↓↓↓

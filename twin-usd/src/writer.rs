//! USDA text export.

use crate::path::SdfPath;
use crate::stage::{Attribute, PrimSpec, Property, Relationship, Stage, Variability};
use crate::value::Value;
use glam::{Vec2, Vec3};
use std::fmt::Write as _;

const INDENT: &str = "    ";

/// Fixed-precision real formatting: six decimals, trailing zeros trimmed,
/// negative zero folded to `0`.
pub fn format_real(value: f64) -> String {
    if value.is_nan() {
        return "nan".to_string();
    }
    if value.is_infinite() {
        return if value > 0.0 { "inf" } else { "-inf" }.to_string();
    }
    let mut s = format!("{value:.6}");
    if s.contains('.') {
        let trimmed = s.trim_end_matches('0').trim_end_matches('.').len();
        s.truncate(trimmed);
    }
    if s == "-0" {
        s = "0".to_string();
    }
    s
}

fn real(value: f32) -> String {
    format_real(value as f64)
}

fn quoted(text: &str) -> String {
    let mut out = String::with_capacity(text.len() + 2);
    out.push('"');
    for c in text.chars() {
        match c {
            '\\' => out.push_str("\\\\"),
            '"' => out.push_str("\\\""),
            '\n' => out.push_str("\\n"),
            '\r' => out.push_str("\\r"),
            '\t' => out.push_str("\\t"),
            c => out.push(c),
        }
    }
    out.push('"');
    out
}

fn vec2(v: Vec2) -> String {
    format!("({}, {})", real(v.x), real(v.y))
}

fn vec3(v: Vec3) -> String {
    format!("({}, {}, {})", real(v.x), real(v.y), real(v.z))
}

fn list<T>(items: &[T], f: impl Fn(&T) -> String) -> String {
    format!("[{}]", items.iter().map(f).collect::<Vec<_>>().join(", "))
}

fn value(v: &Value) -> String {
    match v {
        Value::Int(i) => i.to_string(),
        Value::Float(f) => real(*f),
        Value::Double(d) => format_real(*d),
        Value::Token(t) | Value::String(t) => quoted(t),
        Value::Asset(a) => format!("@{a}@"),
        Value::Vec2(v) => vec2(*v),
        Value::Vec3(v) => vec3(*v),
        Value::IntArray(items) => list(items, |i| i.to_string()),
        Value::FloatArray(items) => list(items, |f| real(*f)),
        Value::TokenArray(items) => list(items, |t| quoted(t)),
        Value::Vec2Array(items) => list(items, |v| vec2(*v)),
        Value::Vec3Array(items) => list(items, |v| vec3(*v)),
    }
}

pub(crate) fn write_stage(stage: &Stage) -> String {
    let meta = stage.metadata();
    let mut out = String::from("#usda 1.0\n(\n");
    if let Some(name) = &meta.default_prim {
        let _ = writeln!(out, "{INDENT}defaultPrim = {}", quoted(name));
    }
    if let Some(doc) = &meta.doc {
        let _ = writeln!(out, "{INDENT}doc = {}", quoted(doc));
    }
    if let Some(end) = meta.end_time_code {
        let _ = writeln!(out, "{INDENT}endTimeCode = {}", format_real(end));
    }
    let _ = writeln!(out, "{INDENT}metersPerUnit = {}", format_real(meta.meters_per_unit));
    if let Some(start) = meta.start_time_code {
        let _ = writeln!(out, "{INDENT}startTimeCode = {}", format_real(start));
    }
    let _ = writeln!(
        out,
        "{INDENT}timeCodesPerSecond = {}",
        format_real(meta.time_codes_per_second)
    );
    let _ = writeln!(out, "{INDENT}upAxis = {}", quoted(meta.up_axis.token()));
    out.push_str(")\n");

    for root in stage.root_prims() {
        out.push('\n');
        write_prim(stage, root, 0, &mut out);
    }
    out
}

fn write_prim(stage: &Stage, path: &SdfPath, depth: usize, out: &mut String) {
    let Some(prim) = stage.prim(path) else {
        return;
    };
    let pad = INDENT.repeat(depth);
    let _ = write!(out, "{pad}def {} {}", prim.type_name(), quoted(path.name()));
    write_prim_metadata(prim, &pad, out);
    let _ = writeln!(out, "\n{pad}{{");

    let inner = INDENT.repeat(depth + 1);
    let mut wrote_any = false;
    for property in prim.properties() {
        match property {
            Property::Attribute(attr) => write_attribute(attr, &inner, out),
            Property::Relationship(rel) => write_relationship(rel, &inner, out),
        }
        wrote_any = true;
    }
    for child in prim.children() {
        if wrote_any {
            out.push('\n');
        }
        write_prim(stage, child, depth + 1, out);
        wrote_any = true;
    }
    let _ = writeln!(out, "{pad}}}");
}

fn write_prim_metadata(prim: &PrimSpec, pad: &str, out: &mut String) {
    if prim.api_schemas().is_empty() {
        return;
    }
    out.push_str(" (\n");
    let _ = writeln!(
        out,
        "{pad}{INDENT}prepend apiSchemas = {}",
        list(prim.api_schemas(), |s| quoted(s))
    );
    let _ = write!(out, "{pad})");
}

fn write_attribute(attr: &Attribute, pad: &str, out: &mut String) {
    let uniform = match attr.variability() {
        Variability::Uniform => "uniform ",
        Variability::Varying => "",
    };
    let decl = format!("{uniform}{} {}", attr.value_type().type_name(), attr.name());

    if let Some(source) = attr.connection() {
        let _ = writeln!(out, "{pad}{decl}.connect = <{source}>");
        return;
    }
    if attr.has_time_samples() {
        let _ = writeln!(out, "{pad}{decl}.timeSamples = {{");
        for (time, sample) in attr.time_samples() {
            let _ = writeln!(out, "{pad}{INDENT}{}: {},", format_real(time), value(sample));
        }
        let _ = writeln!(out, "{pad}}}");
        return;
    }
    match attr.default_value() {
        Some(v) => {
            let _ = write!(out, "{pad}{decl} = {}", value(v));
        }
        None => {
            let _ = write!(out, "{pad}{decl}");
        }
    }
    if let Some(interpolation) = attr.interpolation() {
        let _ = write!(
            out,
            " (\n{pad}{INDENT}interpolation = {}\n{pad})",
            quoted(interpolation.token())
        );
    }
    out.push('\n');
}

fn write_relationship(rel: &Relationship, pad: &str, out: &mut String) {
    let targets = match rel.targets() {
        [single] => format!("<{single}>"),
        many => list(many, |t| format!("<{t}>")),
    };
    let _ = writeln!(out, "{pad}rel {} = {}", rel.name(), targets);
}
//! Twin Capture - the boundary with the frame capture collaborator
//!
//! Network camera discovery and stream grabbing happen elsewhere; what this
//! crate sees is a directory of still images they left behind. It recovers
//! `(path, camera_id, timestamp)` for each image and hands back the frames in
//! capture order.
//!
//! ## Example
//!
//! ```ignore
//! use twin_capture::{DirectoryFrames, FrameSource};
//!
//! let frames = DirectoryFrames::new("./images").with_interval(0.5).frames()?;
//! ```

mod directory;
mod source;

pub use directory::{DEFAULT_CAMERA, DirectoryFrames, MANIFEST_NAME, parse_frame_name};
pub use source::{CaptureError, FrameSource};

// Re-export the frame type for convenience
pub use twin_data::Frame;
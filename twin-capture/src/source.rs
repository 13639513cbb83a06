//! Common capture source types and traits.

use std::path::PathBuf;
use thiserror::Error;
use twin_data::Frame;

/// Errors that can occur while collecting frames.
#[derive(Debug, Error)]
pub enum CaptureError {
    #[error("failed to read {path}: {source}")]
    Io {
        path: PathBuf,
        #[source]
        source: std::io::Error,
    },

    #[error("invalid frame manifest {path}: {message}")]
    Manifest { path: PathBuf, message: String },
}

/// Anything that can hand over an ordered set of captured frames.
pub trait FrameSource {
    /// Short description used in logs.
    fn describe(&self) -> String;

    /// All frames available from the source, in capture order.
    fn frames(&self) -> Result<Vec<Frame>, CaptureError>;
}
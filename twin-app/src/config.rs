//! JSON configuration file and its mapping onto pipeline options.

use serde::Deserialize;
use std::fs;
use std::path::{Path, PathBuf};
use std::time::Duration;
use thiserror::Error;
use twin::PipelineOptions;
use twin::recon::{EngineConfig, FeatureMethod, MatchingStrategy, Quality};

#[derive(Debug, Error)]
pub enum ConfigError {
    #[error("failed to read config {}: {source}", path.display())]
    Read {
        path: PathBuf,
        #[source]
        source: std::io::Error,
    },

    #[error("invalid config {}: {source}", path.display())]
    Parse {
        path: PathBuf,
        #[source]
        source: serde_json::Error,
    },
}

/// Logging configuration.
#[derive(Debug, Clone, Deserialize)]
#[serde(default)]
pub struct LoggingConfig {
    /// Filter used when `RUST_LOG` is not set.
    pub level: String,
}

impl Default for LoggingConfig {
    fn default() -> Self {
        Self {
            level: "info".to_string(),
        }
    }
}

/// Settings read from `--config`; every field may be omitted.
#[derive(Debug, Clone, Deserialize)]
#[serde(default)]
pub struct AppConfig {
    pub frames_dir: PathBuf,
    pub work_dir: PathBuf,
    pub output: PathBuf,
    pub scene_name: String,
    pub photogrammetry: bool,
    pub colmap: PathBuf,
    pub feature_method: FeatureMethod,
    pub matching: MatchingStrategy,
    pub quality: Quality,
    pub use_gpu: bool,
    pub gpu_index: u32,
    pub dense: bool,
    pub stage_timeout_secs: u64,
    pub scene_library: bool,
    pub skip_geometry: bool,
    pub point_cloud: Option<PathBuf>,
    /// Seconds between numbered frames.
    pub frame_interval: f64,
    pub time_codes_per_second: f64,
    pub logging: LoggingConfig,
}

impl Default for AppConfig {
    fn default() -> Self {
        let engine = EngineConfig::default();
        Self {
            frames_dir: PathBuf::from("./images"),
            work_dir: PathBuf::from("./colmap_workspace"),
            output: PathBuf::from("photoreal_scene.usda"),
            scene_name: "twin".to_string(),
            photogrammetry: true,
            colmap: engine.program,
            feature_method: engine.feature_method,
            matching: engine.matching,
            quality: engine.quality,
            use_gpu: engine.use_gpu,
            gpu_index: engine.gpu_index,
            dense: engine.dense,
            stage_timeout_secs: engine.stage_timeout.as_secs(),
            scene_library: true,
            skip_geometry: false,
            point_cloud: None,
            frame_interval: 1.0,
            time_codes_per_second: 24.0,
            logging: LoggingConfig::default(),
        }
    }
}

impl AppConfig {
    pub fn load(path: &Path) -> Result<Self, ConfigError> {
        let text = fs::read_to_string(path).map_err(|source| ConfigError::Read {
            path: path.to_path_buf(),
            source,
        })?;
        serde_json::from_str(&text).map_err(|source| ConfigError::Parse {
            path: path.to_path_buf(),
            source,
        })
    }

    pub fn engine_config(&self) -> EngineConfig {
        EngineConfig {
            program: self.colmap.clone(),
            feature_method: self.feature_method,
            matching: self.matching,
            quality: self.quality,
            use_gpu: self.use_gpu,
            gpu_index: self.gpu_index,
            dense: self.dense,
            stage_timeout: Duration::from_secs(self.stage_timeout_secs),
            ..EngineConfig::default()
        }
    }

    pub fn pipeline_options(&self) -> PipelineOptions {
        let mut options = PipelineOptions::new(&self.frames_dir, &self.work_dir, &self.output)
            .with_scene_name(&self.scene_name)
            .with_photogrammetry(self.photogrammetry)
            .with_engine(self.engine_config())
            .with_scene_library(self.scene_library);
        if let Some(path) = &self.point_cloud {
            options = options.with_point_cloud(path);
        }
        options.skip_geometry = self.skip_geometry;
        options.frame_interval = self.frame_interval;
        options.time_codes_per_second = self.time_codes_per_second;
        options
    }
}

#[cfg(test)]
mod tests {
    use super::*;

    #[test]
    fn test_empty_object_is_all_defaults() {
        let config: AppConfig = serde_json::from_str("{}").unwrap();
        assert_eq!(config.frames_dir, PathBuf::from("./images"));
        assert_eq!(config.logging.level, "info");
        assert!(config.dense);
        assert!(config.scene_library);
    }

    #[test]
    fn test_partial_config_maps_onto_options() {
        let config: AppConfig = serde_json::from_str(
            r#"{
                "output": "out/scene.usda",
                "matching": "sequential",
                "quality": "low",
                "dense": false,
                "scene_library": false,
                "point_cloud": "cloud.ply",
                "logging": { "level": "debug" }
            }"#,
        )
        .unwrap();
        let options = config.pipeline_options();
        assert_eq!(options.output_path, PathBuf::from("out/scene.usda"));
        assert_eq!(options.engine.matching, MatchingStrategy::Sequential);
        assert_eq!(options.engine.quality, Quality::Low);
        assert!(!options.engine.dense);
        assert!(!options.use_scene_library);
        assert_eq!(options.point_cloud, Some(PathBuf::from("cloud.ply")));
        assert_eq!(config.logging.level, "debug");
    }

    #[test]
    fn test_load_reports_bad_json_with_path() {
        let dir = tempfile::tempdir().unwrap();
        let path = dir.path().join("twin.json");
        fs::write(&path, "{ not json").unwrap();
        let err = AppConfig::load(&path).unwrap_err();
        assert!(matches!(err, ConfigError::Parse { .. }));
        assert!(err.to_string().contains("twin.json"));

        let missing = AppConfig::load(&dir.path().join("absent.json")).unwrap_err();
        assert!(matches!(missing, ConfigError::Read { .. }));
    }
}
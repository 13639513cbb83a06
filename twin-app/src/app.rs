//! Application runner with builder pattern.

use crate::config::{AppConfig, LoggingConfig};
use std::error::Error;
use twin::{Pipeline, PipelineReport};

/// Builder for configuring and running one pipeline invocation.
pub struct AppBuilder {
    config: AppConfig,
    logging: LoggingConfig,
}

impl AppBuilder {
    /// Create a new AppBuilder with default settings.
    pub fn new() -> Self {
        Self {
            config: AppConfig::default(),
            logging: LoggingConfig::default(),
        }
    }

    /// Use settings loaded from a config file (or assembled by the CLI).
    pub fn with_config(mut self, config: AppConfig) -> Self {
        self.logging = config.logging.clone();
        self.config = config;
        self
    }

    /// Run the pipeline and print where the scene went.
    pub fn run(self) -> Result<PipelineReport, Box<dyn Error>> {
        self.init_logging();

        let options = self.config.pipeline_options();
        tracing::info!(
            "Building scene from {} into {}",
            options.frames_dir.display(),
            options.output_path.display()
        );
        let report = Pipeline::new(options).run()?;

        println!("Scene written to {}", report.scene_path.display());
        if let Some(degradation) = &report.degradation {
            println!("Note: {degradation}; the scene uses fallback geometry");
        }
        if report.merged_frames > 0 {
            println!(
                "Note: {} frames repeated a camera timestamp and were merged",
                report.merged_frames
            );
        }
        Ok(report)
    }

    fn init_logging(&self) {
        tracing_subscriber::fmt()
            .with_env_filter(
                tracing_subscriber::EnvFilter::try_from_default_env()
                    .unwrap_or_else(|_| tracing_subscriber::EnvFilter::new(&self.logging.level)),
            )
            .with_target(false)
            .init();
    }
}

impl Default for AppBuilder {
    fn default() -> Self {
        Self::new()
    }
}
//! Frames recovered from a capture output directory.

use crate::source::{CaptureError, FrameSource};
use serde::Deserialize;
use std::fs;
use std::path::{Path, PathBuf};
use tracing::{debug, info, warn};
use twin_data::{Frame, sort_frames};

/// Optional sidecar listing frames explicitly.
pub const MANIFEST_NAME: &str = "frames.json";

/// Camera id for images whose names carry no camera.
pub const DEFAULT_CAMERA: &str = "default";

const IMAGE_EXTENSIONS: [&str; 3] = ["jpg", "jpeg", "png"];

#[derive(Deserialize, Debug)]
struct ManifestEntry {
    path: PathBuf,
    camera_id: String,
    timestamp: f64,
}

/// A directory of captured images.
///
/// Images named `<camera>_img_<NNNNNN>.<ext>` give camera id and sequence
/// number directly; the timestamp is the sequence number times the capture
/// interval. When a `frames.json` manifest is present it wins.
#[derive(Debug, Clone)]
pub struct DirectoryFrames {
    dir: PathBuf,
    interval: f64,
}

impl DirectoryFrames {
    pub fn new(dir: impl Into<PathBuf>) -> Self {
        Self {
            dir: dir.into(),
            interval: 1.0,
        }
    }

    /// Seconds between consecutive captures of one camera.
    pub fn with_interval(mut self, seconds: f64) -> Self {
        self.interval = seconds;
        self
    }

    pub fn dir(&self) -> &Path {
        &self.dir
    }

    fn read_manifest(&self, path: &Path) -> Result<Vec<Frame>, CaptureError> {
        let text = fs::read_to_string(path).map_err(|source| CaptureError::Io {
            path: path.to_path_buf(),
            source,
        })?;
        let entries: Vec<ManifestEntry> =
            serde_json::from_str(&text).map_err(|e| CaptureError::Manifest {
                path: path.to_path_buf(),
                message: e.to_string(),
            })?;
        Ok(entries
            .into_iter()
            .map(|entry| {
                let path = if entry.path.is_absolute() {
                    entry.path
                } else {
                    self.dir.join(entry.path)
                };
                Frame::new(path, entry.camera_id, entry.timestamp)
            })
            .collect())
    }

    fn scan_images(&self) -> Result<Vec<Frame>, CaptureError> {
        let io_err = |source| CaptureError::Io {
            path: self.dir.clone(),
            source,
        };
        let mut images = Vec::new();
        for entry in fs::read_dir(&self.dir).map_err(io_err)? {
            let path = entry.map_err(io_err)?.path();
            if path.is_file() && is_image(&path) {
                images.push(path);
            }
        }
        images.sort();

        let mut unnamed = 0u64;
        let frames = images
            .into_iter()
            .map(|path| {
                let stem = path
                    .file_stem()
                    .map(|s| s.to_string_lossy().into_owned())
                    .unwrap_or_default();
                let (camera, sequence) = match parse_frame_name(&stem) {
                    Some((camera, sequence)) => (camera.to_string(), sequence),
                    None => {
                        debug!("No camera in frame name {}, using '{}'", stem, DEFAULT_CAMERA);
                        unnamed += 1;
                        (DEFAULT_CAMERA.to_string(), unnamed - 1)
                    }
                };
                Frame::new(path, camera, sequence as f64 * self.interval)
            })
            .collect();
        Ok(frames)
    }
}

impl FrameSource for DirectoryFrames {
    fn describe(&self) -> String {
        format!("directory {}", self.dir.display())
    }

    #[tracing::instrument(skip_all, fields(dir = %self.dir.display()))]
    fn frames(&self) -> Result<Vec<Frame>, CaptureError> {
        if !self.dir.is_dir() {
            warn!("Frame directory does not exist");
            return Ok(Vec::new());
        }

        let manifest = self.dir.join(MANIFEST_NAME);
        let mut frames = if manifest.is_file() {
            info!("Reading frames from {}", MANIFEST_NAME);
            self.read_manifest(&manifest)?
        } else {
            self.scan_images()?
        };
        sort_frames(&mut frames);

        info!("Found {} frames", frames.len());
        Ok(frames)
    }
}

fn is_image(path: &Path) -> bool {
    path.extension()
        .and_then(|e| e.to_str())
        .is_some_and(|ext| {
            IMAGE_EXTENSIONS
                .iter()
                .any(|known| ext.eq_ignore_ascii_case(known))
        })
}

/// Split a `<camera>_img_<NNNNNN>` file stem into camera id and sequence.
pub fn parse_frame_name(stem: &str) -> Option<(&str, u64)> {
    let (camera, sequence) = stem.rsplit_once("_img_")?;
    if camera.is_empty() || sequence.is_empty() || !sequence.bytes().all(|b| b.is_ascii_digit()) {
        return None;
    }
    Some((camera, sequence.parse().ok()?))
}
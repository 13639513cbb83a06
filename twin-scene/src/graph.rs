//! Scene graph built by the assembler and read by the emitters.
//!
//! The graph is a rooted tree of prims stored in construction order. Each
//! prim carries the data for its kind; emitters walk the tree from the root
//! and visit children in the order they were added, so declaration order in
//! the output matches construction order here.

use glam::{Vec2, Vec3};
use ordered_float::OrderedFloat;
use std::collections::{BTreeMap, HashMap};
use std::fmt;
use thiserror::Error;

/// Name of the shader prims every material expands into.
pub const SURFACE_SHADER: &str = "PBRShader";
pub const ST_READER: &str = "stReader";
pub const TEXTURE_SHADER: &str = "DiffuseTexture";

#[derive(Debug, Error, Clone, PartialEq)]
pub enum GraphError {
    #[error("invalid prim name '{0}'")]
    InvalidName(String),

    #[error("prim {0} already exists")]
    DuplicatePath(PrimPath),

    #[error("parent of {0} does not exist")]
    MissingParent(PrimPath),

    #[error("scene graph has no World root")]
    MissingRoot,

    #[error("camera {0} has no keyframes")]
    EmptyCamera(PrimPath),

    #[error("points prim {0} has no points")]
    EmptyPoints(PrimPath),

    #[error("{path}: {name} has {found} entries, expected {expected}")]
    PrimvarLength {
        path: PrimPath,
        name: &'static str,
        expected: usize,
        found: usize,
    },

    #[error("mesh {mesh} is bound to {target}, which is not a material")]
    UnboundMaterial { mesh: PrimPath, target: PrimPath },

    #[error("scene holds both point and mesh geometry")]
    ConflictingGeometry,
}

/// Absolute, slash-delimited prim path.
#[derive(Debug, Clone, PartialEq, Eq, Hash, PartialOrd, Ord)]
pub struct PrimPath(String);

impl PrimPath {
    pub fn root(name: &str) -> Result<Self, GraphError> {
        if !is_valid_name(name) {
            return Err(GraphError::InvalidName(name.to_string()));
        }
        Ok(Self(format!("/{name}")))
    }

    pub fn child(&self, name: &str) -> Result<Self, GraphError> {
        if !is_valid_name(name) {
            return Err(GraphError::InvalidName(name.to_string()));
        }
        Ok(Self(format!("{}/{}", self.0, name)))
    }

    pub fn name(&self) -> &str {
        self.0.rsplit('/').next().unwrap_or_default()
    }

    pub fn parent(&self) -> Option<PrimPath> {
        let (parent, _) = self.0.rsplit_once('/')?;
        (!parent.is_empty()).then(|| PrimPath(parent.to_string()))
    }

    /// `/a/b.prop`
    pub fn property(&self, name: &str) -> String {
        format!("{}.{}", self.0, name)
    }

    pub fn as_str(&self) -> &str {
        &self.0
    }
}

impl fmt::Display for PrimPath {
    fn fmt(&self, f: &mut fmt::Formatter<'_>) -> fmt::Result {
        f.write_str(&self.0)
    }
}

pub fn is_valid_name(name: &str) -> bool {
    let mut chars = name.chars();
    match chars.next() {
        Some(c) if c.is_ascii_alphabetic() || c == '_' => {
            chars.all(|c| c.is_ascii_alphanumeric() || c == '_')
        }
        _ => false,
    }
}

↑↑↑

Aim of the exercise:
In the records above, how many lines include the string "timestamp"? Answer with only the number.

Answer to this exercise:
5